Data excerpts Block Start
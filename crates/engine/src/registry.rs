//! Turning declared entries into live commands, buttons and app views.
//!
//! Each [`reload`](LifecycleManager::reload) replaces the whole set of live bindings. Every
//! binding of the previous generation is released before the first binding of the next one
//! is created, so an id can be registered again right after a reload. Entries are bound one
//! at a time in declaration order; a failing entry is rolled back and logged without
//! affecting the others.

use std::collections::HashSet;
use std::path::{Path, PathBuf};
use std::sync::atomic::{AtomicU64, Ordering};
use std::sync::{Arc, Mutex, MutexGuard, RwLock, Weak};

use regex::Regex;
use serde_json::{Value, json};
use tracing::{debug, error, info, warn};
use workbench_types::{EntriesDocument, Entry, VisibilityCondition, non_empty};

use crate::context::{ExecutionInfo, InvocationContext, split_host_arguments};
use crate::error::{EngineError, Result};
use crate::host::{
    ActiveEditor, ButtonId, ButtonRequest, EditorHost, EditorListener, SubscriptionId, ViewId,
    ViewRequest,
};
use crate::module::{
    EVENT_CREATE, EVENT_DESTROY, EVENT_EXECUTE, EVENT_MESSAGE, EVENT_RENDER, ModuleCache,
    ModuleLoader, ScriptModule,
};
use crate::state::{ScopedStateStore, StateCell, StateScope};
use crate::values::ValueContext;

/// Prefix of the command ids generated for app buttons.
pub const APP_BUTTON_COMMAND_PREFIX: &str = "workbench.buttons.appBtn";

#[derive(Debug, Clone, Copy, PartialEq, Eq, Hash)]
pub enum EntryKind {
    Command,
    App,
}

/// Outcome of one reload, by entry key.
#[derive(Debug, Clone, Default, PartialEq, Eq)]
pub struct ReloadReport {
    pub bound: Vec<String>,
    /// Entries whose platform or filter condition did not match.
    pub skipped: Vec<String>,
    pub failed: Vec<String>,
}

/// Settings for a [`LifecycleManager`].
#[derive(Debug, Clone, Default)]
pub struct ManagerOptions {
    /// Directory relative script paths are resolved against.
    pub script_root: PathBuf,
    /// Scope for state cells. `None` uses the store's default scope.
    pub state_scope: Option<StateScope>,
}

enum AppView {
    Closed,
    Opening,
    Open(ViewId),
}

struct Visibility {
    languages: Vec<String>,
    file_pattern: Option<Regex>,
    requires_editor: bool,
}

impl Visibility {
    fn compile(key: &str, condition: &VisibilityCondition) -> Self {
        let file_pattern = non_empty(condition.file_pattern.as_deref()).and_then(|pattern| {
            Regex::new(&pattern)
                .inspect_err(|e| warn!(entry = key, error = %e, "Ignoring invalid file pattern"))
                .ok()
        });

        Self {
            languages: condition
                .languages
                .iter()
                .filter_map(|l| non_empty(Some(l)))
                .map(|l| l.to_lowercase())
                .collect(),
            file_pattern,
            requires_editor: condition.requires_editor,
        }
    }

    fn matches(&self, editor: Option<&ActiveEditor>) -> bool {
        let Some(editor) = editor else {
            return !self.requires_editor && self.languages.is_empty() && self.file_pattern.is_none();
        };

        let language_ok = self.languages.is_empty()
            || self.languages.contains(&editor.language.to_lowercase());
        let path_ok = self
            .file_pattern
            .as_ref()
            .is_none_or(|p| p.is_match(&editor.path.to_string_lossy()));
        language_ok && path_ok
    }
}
Data excerpts Block End
Data excerpts Block Start
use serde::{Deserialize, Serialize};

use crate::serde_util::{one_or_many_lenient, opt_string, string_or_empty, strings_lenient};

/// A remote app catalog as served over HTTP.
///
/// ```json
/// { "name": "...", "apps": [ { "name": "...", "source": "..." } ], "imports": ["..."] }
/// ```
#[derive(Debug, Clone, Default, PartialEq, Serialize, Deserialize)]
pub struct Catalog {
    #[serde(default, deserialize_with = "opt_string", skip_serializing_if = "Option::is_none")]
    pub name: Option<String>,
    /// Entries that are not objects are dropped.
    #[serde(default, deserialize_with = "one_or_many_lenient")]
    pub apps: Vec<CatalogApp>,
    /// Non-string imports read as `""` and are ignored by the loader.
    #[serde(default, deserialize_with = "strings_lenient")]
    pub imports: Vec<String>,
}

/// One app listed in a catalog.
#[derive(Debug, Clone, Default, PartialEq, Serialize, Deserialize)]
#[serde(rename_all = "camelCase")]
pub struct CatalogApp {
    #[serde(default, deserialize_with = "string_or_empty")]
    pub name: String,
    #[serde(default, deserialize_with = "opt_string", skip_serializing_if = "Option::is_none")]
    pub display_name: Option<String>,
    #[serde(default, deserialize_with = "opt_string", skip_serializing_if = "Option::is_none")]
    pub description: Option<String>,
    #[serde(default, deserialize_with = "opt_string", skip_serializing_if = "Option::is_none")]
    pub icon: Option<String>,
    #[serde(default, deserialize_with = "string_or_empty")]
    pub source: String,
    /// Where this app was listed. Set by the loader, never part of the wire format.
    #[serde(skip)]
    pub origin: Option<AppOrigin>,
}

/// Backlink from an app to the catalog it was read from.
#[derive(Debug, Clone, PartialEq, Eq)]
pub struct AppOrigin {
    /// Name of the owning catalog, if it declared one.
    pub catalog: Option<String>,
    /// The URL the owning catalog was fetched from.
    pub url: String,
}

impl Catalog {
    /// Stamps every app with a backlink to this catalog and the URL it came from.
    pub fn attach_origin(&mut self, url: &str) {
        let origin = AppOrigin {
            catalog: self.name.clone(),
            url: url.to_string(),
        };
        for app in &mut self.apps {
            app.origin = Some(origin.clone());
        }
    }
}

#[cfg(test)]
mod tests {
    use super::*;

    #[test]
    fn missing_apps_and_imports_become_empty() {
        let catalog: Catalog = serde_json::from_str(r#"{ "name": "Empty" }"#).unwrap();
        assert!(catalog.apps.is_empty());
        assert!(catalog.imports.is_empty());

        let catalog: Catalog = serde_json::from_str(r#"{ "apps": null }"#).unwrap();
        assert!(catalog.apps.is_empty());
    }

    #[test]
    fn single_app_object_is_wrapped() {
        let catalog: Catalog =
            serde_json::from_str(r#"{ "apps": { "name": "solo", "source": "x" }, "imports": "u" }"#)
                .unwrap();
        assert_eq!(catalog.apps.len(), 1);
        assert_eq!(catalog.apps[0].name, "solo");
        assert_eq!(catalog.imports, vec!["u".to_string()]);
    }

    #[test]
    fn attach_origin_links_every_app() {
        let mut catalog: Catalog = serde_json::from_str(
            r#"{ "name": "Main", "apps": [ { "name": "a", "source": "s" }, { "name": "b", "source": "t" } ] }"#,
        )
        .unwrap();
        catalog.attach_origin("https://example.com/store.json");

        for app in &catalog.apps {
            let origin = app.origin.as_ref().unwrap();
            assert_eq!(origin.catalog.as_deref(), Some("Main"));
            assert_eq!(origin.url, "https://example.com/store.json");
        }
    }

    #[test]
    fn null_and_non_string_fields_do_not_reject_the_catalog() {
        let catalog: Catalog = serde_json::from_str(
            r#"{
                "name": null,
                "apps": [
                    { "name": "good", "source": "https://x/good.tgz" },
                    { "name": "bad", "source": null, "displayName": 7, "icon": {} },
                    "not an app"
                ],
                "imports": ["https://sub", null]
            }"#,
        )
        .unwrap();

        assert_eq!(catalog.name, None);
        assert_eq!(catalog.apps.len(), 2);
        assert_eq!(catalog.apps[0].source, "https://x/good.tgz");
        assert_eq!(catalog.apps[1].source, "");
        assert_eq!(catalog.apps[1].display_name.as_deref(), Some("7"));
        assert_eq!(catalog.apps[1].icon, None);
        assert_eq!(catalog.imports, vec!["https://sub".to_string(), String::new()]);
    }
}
Data excerpts Block End
Data excerpts Block Start
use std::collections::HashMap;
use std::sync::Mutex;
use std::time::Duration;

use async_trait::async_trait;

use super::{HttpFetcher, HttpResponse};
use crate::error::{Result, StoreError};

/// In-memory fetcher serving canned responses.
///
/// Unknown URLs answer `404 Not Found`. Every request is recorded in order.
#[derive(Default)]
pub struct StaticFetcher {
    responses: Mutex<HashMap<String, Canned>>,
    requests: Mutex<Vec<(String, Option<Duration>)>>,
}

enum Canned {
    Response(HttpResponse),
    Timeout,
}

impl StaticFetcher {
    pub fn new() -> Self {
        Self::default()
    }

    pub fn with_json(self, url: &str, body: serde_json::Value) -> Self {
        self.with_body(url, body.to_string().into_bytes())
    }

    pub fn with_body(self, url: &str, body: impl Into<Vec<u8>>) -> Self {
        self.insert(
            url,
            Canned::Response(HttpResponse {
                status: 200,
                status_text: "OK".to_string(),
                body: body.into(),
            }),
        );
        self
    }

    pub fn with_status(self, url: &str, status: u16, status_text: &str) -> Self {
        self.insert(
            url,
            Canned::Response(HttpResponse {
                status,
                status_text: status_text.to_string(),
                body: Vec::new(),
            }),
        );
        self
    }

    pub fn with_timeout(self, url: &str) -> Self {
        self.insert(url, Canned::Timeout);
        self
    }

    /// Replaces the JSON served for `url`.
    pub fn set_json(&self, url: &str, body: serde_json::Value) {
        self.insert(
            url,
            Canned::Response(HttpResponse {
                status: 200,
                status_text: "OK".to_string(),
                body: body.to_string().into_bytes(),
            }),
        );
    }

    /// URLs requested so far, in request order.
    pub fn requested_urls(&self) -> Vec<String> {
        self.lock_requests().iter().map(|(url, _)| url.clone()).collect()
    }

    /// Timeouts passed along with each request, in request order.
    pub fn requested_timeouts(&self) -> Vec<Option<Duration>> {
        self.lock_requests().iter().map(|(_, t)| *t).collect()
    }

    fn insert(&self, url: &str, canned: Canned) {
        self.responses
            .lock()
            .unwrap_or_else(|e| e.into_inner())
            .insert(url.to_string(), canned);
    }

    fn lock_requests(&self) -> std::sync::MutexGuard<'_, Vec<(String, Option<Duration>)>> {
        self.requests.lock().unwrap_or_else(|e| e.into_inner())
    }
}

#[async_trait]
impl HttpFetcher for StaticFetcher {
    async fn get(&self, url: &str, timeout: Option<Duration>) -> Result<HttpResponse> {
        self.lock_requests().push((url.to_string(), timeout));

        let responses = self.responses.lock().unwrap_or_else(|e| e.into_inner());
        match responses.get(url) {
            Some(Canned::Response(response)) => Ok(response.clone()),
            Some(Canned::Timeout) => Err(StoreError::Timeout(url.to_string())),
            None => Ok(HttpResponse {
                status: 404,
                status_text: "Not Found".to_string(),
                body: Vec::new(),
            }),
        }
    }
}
Data excerpts Block End
• Exercise instructions: Throughout the records above, find the lines in which the word "ViewId" appears and return them.

• Result of this exercise:
    ActiveEditor, ButtonId, ButtonRequest, EditorHost, EditorListener, SubscriptionId, ViewId,
    Open(ViewId),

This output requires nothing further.